The data consists of 5,000 positive and 5,000 negative tweets.

In [4]:
positive_tweets = twitter_samples.strings('positive_tweets.json')
negative_tweets = twitter_samples.strings('negative_tweets.json')

print(len(positive_tweets), len(negative_tweets))

all_tweets = positive_tweets + negative_tweets

5000 5000


In [5]:
# print out the first ten positive tweets, and the first ten negative tweets, to get a sense of the text.

# --- your code ---
print(positive_tweets[:10])

print(negative_tweets[:10])


['#FollowFriday @France_Inte @PKuchly57 @Milipol_Paris for being top engaged members in my community this week :)', '@Lamb2ja Hey James! How odd :/ Please call our Contact Centre on 02392441234 and we will be able to assist you :) Many thanks!', '@DespiteOfficial we had a listen last night :) As You Bleed is an amazing track. When are you in Scotland?!', '@97sides CONGRATS :)', 'yeaaaah yippppy!!!  my accnt verified rqst has succeed got a blue tick mark on my fb profile :) in 15 days', '@BhaktisBanter @PallaviRuhail This one is irresistible :)\n#FlipkartFashionFriday http://t.co/EbZ0L2VENM', "We don't like to keep our lovely customers waiting for long! We hope you enjoy! Happy Friday! - LWWF :) https://t.co/smyYriipxI", '@Impatientraider On second thought, there’s just not enough time for a DD :) But new shorts entering system. Sheep must be buying.', 'Jgh , but we have to go to Bayan :D bye', 'As an act of mischievousness, am calling the ETL layer of our in-house warehousing app Katam

#### Comment on your observations! What do you notice? Are there things that you have to take note of?

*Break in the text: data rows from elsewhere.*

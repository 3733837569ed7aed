mod common;
use common::*;

#[test]
fn compound_yields_exactly_one_undo_entry() {
    let mut h = Harness::new("abc");
    h.mgr.begin_compound_change();
    h.edit(0, 0, ">> "); // programmatic insert
    h.edit(6, 0, " <<"); // after "abc"
    h.type_str(9, "!");
    h.mgr.end_compound_change();
    assert_eq!(h.text(), ">> abc <<!");
    assert_eq!(h.mgr.undo_depth(), 1);
    assert!(h.undo());
    assert_eq!(h.text(), "abc");
    assert_eq!(h.mgr.undo_depth(), 0);
    assert!(h.redo());
    assert_eq!(h.text(), ">> abc <<!");
}

#[test]
fn compound_redo_selects_union_span() {
    let mut h = Harness::new("abcd");
    h.mgr.begin_compound_change();
    h.edit(0, 0, "[");
    h.edit(5, 0, "]");
    h.mgr.end_compound_change();
    assert_eq!(h.text(), "[abcd]");
    assert!(h.undo());
    assert_eq!(h.text(), "abcd");
    assert!(h.redo());
    assert_eq!(h.text(), "[abcd]");
    // Union of [0,1) and [5,6).
    assert_eq!(h.doc.selection(), Some((0, 6)));
}

#[test]
fn empty_compound_pushes_nothing() {
    let mut h = Harness::new("abc");
    h.mgr.begin_compound_change();
    h.mgr.end_compound_change();
    assert_eq!(h.mgr.undo_depth(), 0);
    assert!(!h.mgr.can_undo());
}

#[test]
fn compound_with_mixed_edit_shapes_is_atomic() {
    let mut h = Harness::new("one two three");
    h.mgr.begin_compound_change();
    h.delete(0, 4); // drop "one "
    h.edit(0, 3, "TWO"); // replace "two"
    h.type_str(3, "!");
    h.mgr.end_compound_change();
    assert_eq!(h.text(), "TWO! three");
    assert_eq!(h.mgr.undo_depth(), 1);
    assert!(h.undo());
    assert_eq!(h.text(), "one two three");
    assert!(h.redo());
    assert_eq!(h.text(), "TWO! three");
}

#[test]
fn repeated_begin_is_ignored() {
    let mut h = Harness::new("");
    h.mgr.begin_compound_change();
    h.edit(0, 0, "x");
    h.mgr.begin_compound_change(); // still the same bracket
    h.edit(1, 0, "YZ");
    h.mgr.end_compound_change();
    assert_eq!(h.mgr.undo_depth(), 1);
    assert!(h.undo());
    assert_eq!(h.text(), "");
}

#[test]
fn edits_before_bracket_stay_separate() {
    let mut h = Harness::new("");
    h.type_str(0, "pre");
    h.mgr.begin_compound_change();
    h.edit(3, 0, "AB");
    h.edit(5, 0, "CD");
    h.mgr.end_compound_change();
    assert_eq!(h.text(), "preABCD");
    assert!(h.undo());
    assert_eq!(h.text(), "pre");
    assert!(h.undo());
    assert_eq!(h.text(), "");
}

#[test]
fn undo_after_compound_restores_selection_once() {
    let mut h = Harness::new("mid");
    h.mgr.begin_compound_change();
    h.edit(0, 0, "AA");
    h.edit(5, 0, "BB");
    h.mgr.end_compound_change();
    assert!(h.undo());
    assert_eq!(h.text(), "mid");
    // Only the first child's undo repositions the selection.
    assert_eq!(h.doc.selection(), Some((0, 0)));
}
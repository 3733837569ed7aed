mod common;
use common::*;

#[test]
fn backspace_run_reverts_in_one_undo() {
    // "abc", backspace three times.
    let mut h = Harness::new("abc");
    h.delete(2, 1);
    h.delete(1, 1);
    h.delete(0, 1);
    assert_eq!(h.text(), "");
    assert!(h.undo());
    assert_eq!(h.text(), "abc");
}

#[test]
fn caret_move_splits_backspace_runs() {
    let mut h = Harness::new("abcd");
    h.delete(3, 1);
    h.delete(2, 1);
    h.caret_move();
    h.delete(1, 1);
    assert_eq!(h.text(), "a");
    assert!(h.undo());
    assert_eq!(h.text(), "ab");
    assert!(h.undo());
    assert_eq!(h.text(), "abcd");
}

#[test]
fn forward_delete_run_reverts_in_one_undo() {
    // "abcd", caret after "a": DEL three times.
    let mut h = Harness::new("abcd");
    h.delete(1, 1);
    h.delete(1, 1);
    h.delete(1, 1);
    assert_eq!(h.text(), "a");
    assert!(h.undo());
    assert_eq!(h.text(), "abcd");
    assert!(h.redo());
    assert_eq!(h.text(), "a");
}

#[test]
fn backspace_then_del_at_same_spot_share_a_run() {
    // "abcd", caret between b and c: backspace then DEL.
    let mut h = Harness::new("abcd");
    h.delete(1, 1); // backspace eats "b"
    h.delete(1, 1); // DEL eats "c"
    assert_eq!(h.text(), "ad");
    assert!(h.undo());
    assert_eq!(h.text(), "abcd");
}

#[test]
fn selection_delete_is_one_standalone_step() {
    let mut h = Harness::new("hello world");
    h.delete(0, 6);
    assert_eq!(h.text(), "world");
    h.delete(4, 1); // a separate single-char delete afterwards
    assert_eq!(h.text(), "worl");
    assert!(h.undo());
    assert_eq!(h.text(), "world");
    assert!(h.undo());
    assert_eq!(h.text(), "hello world");
}

#[test]
fn grapheme_cluster_delete_coalesces_as_single_unit() {
    let mut h = Harness::new("a👍b");
    h.delete(5, 1); // backspace "b"
    h.delete(1, 4); // backspace the emoji in one event
    h.delete(0, 1); // backspace "a"
    assert_eq!(h.text(), "");
    assert!(h.undo());
    assert_eq!(h.text(), "a👍b");
}

#[test]
fn forward_delete_over_emoji_stays_one_run() {
    // Caret parked at 0, DEL three times across mixed-width graphemes.
    let mut h = Harness::new("a👍b");
    h.delete(0, 1);
    h.delete(0, 4);
    h.delete(0, 1);
    assert_eq!(h.text(), "");
    assert_eq!(h.mgr.undo_depth(), 0); // still one open run
    assert!(h.undo());
    assert_eq!(h.text(), "a👍b");
}

#[test]
fn newline_delete_joins_run() {
    let mut h = Harness::new("ab\ncd");
    h.delete(3, 1); // backspace "c"
    h.delete(2, 1); // the newline
    h.delete(1, 1); // "b"
    assert_eq!(h.text(), "ad");
    assert!(h.undo());
    assert_eq!(h.text(), "ab\ncd");
}

#[test]
fn delete_then_type_are_separate_steps() {
    let mut h = Harness::new("abc");
    h.delete(2, 1);
    h.type_str(2, "X");
    assert_eq!(h.text(), "abX");
    assert!(h.undo());
    assert_eq!(h.text(), "ab");
    assert!(h.undo());
    assert_eq!(h.text(), "abc");
}
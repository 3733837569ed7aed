//! Configuration loading and parsing.
//!
//! Parses `retrace.toml` (or an override path provided by the host)
//! extracting the `[history]` table: `max_depth` bounds the undo stack
//! (default 200, FIFO eviction beyond it) and `coalesce_whitespace`
//! controls whether a whitespace run following a line break merges into
//! the surrounding typing run (default true, matching auto-indent
//! expectations).
//!
//! Unknown fields are ignored (TOML deserialization tolerance) so hosts
//! can keep engine settings inside a larger config file. A missing or
//! unparsable file falls back to defaults; hosts embedding the engine
//! should never fail to start over history tuning.

use anyhow::Result;
use serde::Deserialize;
use std::{fs, path::PathBuf};
use tracing::{info, warn};

/// Default undo stack bound when no config is present.
pub const DEFAULT_MAX_DEPTH: usize = 200;

#[derive(Debug, Deserialize, Clone)]
pub struct HistorySection {
    #[serde(default = "HistorySection::default_max_depth")]
    pub max_depth: usize,
    #[serde(default = "HistorySection::default_coalesce_whitespace")]
    pub coalesce_whitespace: bool,
}

impl Default for HistorySection {
    fn default() -> Self {
        Self {
            max_depth: Self::default_max_depth(),
            coalesce_whitespace: Self::default_coalesce_whitespace(),
        }
    }
}

impl HistorySection {
    const fn default_max_depth() -> usize {
        DEFAULT_MAX_DEPTH
    }
    const fn default_coalesce_whitespace() -> bool {
        true
    }
}

#[derive(Debug, Deserialize, Default, Clone)]
pub struct ConfigFile {
    #[serde(default)]
    pub history: HistorySection,
}

#[derive(Debug, Clone, Default)]
pub struct Config {
    pub raw: Option<String>, // original file string (optional)
    pub file: ConfigFile,    // parsed (or default) data
}

impl Config {
    /// History settings as a plain value the engine crate can consume
    /// without depending on the file representation.
    pub fn history(&self) -> HistorySection {
        self.file.history.clone()
    }
}

/// Best-effort config path following platform conventions (XDG / AppData
/// Roaming): prefer a local `retrace.toml` before the platform config dir.
pub fn discover() -> PathBuf {
    let local = PathBuf::from("retrace.toml");
    if local.exists() {
        return local;
    }
    if let Some(dir) = dirs::config_dir() {
        return dir.join("retrace").join("retrace.toml");
    }
    // Final fallback relative filename.
    PathBuf::from("retrace.toml")
}

pub fn load_from(path: Option<PathBuf>) -> Result<Config> {
    let path = path.unwrap_or_else(discover);
    if let Ok(content) = fs::read_to_string(&path) {
        match toml::from_str::<ConfigFile>(&content) {
            Ok(file) => {
                info!(
                    target: "config",
                    path = %path.display(),
                    max_depth = file.history.max_depth,
                    coalesce_whitespace = file.history.coalesce_whitespace,
                    "config_loaded"
                );
                Ok(Config {
                    raw: Some(content),
                    file,
                })
            }
            Err(e) => {
                warn!(target: "config", path = %path.display(), error = %e, "config_parse_failed_using_defaults");
                Ok(Config::default())
            }
        }
    } else {
        Ok(Config::default())
    }
}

#### Your Written Answer here
- The positive tweets use a lot of smiley faces and exclamation marks. They also seem to interact with other users more often. There are also abbreviations of words (like tmr for tomorrow or fb for facebook, or ETL for... something...) that we need to consider. Otherwise, we won't fully understand the meaning of the tweet. Also, since hashtags are usually one whole word, it will be difficult to analyze (like #FlipkartFashionFriday). Also, not many tweets in this dataset seem to use emojis, but it looks like it does occasionally happen. I think this means we should use the "from nltk.tokenize.casual import TweetTokenizer" instead of normally tokenizing the text. Additionally, since tweets are popular in many countries, we may need to account for different spellings of English words (like neighbour and neighbor). 

### Calculating Features

Let's process the tweets! In class, we've covered a number of different preprocessing steps to calculate linguistic features. The choice of which steps to use (or not use) really depends on the specific context.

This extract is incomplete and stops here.